La Viennoise fait son autocritique :
Je pense que la capacité de concentration diminue lorsqu’on passe trop de temps dans l’espace numérique. Je remarque par exemple que j’ai de plus en plus de mal à lire des livres. Avant, je lisais beaucoup. Maintenant, je suis simplement tellement habituée à passer d’une idée à l’autre que je n’ai souvent plus vraiment la concentration nécessaire pour passer outre le début difficile de quelque chose. On devient un peu ADS. C’est une maladie de notre époque, il n’y a pas que les enfants qui en souffrent. Le monde numérisé n’a rien de contemplatif, le calme et la patience se perdent. Je ne peux par exemple plus imaginer ma vie sans les affichages [animés] aux arrêts de tramway.
Rolf Kesselring ne peut pas non plus se passer d’images animées :
Chez moi, les téléviseurs fonctionnent en permanence. Quand ils ne donnent plus rien, j’insère des cassettes. J’ai en effet besoin du scintillement des écrans. Sinon, je ne peux pas écrire.
L’explication de ce phénomène est fournie par Franz Schuh, auteur viennois et habitué des cafés :
C’est un phénomène que certaines personnes arrivent extrêmement bien à se concentrer dans une atmosphère distraite. Elles ont un problème de dépassement de soi dans le silence. Lorsqu’il y a du silence, elles se replient totalement sur elles-mêmes et sont bloquées par l’exigence de devoir faire quelque chose. Le café, avec son bruit, est une sorte de distraction qui leur permet de se concentrer.
Marqué par son « grand-père », Rolf Kesselring a eu beaucoup, beaucoup d’histoires de femmes. Il a épousé la mère de sa fille (son expression) parce qu’elle avait 16 ans.

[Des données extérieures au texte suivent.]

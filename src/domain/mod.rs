//! Domain layer - port definitions
//!
//! This module defines the traits (ports) that cluster adapters implement,
//! following hexagonal architecture principles.

pub mod ports;

pub use ports::*;
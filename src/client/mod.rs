//! Cluster Adapters
//!
//! Implementations of the domain ports backed by the Kubernetes API.

pub mod kubernetes;

pub use kubernetes::*;
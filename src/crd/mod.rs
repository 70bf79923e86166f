//! Custom Resource Definitions consumed by storagectl
//!
//! - BlockDevice: a storage device attached to a cluster node, discovered by
//!   OpenEBS node-disk-manager

pub mod block_device;

pub use block_device::*;
//! BlockDevice CRD
//!
//! Read-only view of the OpenEBS node-disk-manager `BlockDevice` resource.
//! Only the fields the reports consume are modelled; everything else in the
//! upstream schema is ignored on deserialization.

use kube::CustomResource;
use schemars::JsonSchema;
use serde::{Deserialize, Serialize};

// =============================================================================
// BlockDevice CRD
// =============================================================================

/// BlockDevice represents a physical or virtual storage device attached to a node.
#[derive(CustomResource, Debug, Clone, Default, Serialize, Deserialize, JsonSchema)]
#[kube(
    group = "openebs.io",
    version = "v1alpha1",
    kind = "BlockDevice",
    plural = "blockdevices",
    shortname = "bd",
    status = "BlockDeviceStatus",
    printcolumn = r#"{"name": "NodeName", "type": "string", "jsonPath": ".spec.nodeAttributes.nodeName"}"#,
    printcolumn = r#"{"name": "Size", "type": "string", "jsonPath": ".spec.capacity.storage"}"#,
    printcolumn = r#"{"name": "ClaimState", "type": "string", "jsonPath": ".status.claimState"}"#,
    printcolumn = r#"{"name": "Status", "type": "string", "jsonPath": ".status.state"}"#,
    namespaced
)]
#[serde(rename_all = "camelCase")]
pub struct BlockDeviceSpec {
    /// Attributes of the node the device is attached to
    #[serde(default)]
    pub node_attributes: NodeAttributes,

    /// Device file path on the host (e.g., /dev/sdb)
    #[serde(default)]
    pub path: String,

    /// Device capacity
    #[serde(default)]
    pub capacity: DeviceCapacity,

    /// Filesystem found on the device, if any
    #[serde(default)]
    pub filesystem: FileSystemInfo,
}

// =============================================================================
// Sub-Types
// =============================================================================

#[derive(Debug, Clone, Default, PartialEq, Eq, Serialize, Deserialize, JsonSchema)]
#[serde(rename_all = "camelCase")]
pub struct NodeAttributes {
    /// Name of the Kubernetes node
    #[serde(default)]
    pub node_name: String,
}

#[derive(Debug, Clone, Default, PartialEq, Eq, Serialize, Deserialize, JsonSchema)]
#[serde(rename_all = "camelCase")]
pub struct DeviceCapacity {
    /// Total capacity in bytes
    #[serde(default)]
    pub storage: u64,

    #[serde(default)]
    pub physical_sector_size: u32,

    #[serde(default)]
    pub logical_sector_size: u32,
}

/// Filesystem details; both fields are empty for unformatted, unmounted devices
#[derive(Debug, Clone, Default, PartialEq, Eq, Serialize, Deserialize, JsonSchema)]
#[serde(rename_all = "camelCase")]
pub struct FileSystemInfo {
    #[serde(default)]
    pub fs_type: String,

    #[serde(default)]
    pub mount_point: String,
}

// =============================================================================
// Status
// =============================================================================

#[derive(Debug, Clone, Default, PartialEq, Eq, Serialize, Deserialize, JsonSchema)]
#[serde(rename_all = "camelCase")]
pub struct BlockDeviceStatus {
    /// Whether the device is reserved by a BlockDeviceClaim
    /// (node-disk-manager reports Unclaimed, Released or Claimed)
    #[serde(default)]
    pub claim_state: String,

    /// Availability as last observed by node-disk-manager
    /// (Active, Inactive or Unknown)
    #[serde(default)]
    pub state: String,
}

// =============================================================================
// Helper Methods
// =============================================================================

impl BlockDevice {
    /// Resource name, empty if unset
    pub fn device_name(&self) -> &str {
        self.metadata.name.as_deref().unwrap_or_default()
    }

    /// Node the device is attached to
    pub fn node_name(&self) -> &str {
        &self.spec.node_attributes.node_name
    }

    pub fn capacity_bytes(&self) -> u64 {
        self.spec.capacity.storage
    }

    /// Claim state as reported, empty when the device has no status yet
    pub fn claim_state(&self) -> &str {
        self.status
            .as_ref()
            .map(|s| s.claim_state.as_str())
            .unwrap_or_default()
    }

    /// Device state as reported, empty when the device has no status yet
    pub fn state(&self) -> &str {
        self.status
            .as_ref()
            .map(|s| s.state.as_str())
            .unwrap_or_default()
    }
}
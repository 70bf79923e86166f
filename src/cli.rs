//! Command-line interface
//!
//! Argument definitions and command dispatch. The binary only parses
//! [`Args`], sets up logging and calls [`Args::run`].

use crate::client::KubeBlockDeviceClient;
use crate::error::Result;
use crate::report::{
    render_table, write_node_groups, BlockDeviceReporter, OutputFormat,
    BLOCK_DEVICE_TREE_COLUMNS,
};
use clap::{Parser, Subcommand};
use std::io::Write;
use std::sync::Arc;
use tracing::{debug, info};

// =============================================================================
// CLI Arguments
// =============================================================================

/// storagectl - inspect OpenEBS storage resources in a Kubernetes cluster
#[derive(Parser, Debug)]
#[command(author, version, about, long_about = None)]
pub struct Args {
    /// Log level (trace, debug, info, warn, error)
    #[arg(long, env = "LOG_LEVEL", default_value = "warn", global = true)]
    pub log_level: String,

    /// Output logs as JSON
    #[arg(long, env = "LOG_JSON", global = true)]
    pub log_json: bool,

    #[command(subcommand)]
    pub command: Command,
}

#[derive(Subcommand, Debug)]
pub enum Command {
    /// Display one or many resources
    Get {
        #[command(subcommand)]
        resource: GetResource,
    },
}

#[derive(Subcommand, Debug)]
pub enum GetResource {
    /// List block devices grouped by the node they are attached to
    #[command(name = "blockdevice", visible_aliases = ["bd", "blockdevices"])]
    BlockDevice(GetBlockDeviceArgs),
}

#[derive(clap::Args, Debug)]
pub struct GetBlockDeviceArgs {
    /// Names of the block devices to show; all devices when omitted
    pub names: Vec<String>,

    /// Namespace of the block devices; the kubeconfig default when empty
    #[arg(short, long, env = "OPENEBS_NAMESPACE", default_value = "")]
    pub namespace: String,

    /// Output format
    #[arg(short, long, value_enum, default_value_t = OutputFormat::Table)]
    pub output: OutputFormat,
}

// =============================================================================
// Dispatch
// =============================================================================

impl Args {
    /// Run the selected command, printing results to stdout
    pub async fn run(self) -> Result<()> {
        match self.command {
            Command::Get { resource } => match resource {
                GetResource::BlockDevice(args) => {
                    let client = KubeBlockDeviceClient::try_default().await?;
                    let reporter = BlockDeviceReporter::new(Arc::new(client));
                    let stdout = std::io::stdout();
                    let mut out = stdout.lock();
                    args.execute(&reporter, &mut out).await?;
                    out.flush()?;
                    Ok(())
                }
            },
        }
    }
}

impl GetBlockDeviceArgs {
    /// Produce the block device report with `reporter` and write it to `out`
    pub async fn execute<W: Write>(&self, reporter: &BlockDeviceReporter, out: &mut W) -> Result<()> {
        info!(
            "Listing blockdevices (namespace: {:?}, names: {:?}, output: {})",
            self.namespace, self.names, self.output
        );

        if self.output.is_table() {
            let rows = reporter.report(&self.names, &self.namespace).await?;
            debug!("Rendering {} rows", rows.len());
            render_table(out, &BLOCK_DEVICE_TREE_COLUMNS, &rows)
        } else {
            let groups = reporter.node_groups(&self.names, &self.namespace).await?;
            write_node_groups(out, &groups, self.output)
        }
    }
}

#[cfg(test)]
mod tests {
    use super::*;
    use crate::crd::{BlockDevice, BlockDeviceSpec, NodeAttributes};
    use crate::domain::ports::BlockDeviceSource;
    use crate::error::Error;
    use assert_matches::assert_matches;
    use async_trait::async_trait;

    struct StaticSource(Vec<BlockDevice>);

    #[async_trait]
    impl BlockDeviceSource for StaticSource {
        async fn list_block_devices(
            &self,
            _names: &[String],
            _namespace: &str,
        ) -> Result<Vec<BlockDevice>> {
            Ok(self.0.clone())
        }
    }

    fn reporter(devices: Vec<BlockDevice>) -> BlockDeviceReporter {
        BlockDeviceReporter::new(Arc::new(StaticSource(devices)))
    }

    fn device(name: &str, node: &str) -> BlockDevice {
        BlockDevice::new(
            name,
            BlockDeviceSpec {
                node_attributes: NodeAttributes {
                    node_name: node.into(),
                },
                path: "/dev/sdb".into(),
                ..Default::default()
            },
        )
    }

    fn get_args(argv: &[&str]) -> GetBlockDeviceArgs {
        let args = Args::try_parse_from(argv).unwrap();
        match args.command {
            Command::Get {
                resource: GetResource::BlockDevice(args),
            } => args,
        }
    }

    #[test]
    fn test_parse_get_blockdevice() {
        let args = get_args(&[
            "storagectl", "get", "bd", "bd-1", "bd-2", "-n", "openebs", "-o", "json",
        ]);
        assert_eq!(args.names, vec!["bd-1", "bd-2"]);
        assert_eq!(args.namespace, "openebs");
        assert_eq!(args.output, OutputFormat::Json);
    }

    #[test]
    fn test_parse_defaults() {
        let args = Args::try_parse_from(["storagectl", "get", "blockdevices"]).unwrap();
        assert!(!args.log_json);
        match args.command {
            Command::Get {
                resource: GetResource::BlockDevice(args),
            } => {
                assert!(args.names.is_empty());
                assert_eq!(args.output, OutputFormat::Table);
            }
        }
    }

    #[test]
    fn test_parse_rejects_unknown_output() {
        assert!(Args::try_parse_from(["storagectl", "get", "bd", "-o", "xml"]).is_err());
    }

    #[tokio::test]
    async fn test_execute_table() {
        let args = get_args(&["storagectl", "get", "bd", "-n", "openebs"]);
        let reporter = reporter(vec![device("bd-1", "worker-1"), device("bd-2", "worker-1")]);

        let mut out = Vec::new();
        args.execute(&reporter, &mut out).await.unwrap();
        let text = String::from_utf8(out).unwrap();

        assert!(text.trim_start().starts_with("NAME"));
        assert!(text.contains("worker-1"));
        assert!(text.contains("├─bd-1"));
        assert!(text.contains("└─bd-2"));
    }

    #[tokio::test]
    async fn test_execute_json() {
        let args = get_args(&["storagectl", "get", "bd", "-o", "json"]);
        let reporter = reporter(vec![device("bd-1", "worker-1")]);

        let mut out = Vec::new();
        args.execute(&reporter, &mut out).await.unwrap();
        let value: serde_json::Value = serde_json::from_slice(&out).unwrap();
        assert_eq!(value[0]["blockDevices"][0]["name"], "bd-1");
    }

    #[tokio::test]
    async fn test_execute_not_found_writes_nothing() {
        let args = get_args(&["storagectl", "get", "bd", "-n", "openebs"]);
        let reporter = reporter(vec![]);

        let mut out = Vec::new();
        let err = args.execute(&reporter, &mut out).await.unwrap_err();
        assert_matches!(err, Error::NotFound { .. });
        assert!(out.is_empty());
    }
}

Derrière les chemins et les rencontres se cache la force de l’éros. Hugo von Hofmannsthal, poète, dramaturge, prosaiste, essayiste et viennois, y faisait déjà référence en 1907, donc bien avant ce dimanche d’aujourd’hui, 6 avril 2025. – Contemporain de Sigmund Freud, il analysait la nature et les motivations des « personnalités scanners » :
Il est certain que la promenade, la recherche et la rencontre font en quelque sorte partie des mystères de l’Eros. Il est certain que sur notre chemin sinueux, nous ne sommes pas seulement poussés vers l’avant par nos actes, mais attirés par quelque chose qui semble toujours nous attendre quelque part et qui est toujours voilée. Il y a quelque chose de la soif d’amour, de la curiosité de l’amour dans notre marche en avant, même lorsque nous cherchons la solitude de la forêt ou le silence des hautes montagnes ou une plage vide sur laquelle, comme une frange argentée, la mer s’écoule doucement. Il y a quelque chose de très doux dans toutes les rencontres solitaires, ne serait-ce que la rencontre avec un animal de la forêt qui s’arrête silencieusement et nous regarde depuis l’obscurité. Il me semble que ce n’est pas l’étreinte, mais la rencontre qui constitue la pantomime érotique décisive. Il n’y a pas d’autre moment où le sensuel est aussi proche de l’âme, où le sentimental est aussi sensuel que dans la rencontre. Ici, tout est possible, tout est en mouvement, tout est dissous. Ici, il y a un contact sans désir, un mélange naïf de familiarité et de timidité. C’est ici que se trouvent la biche, l’oiseau, l’animal terne, l’ange pur, le divin.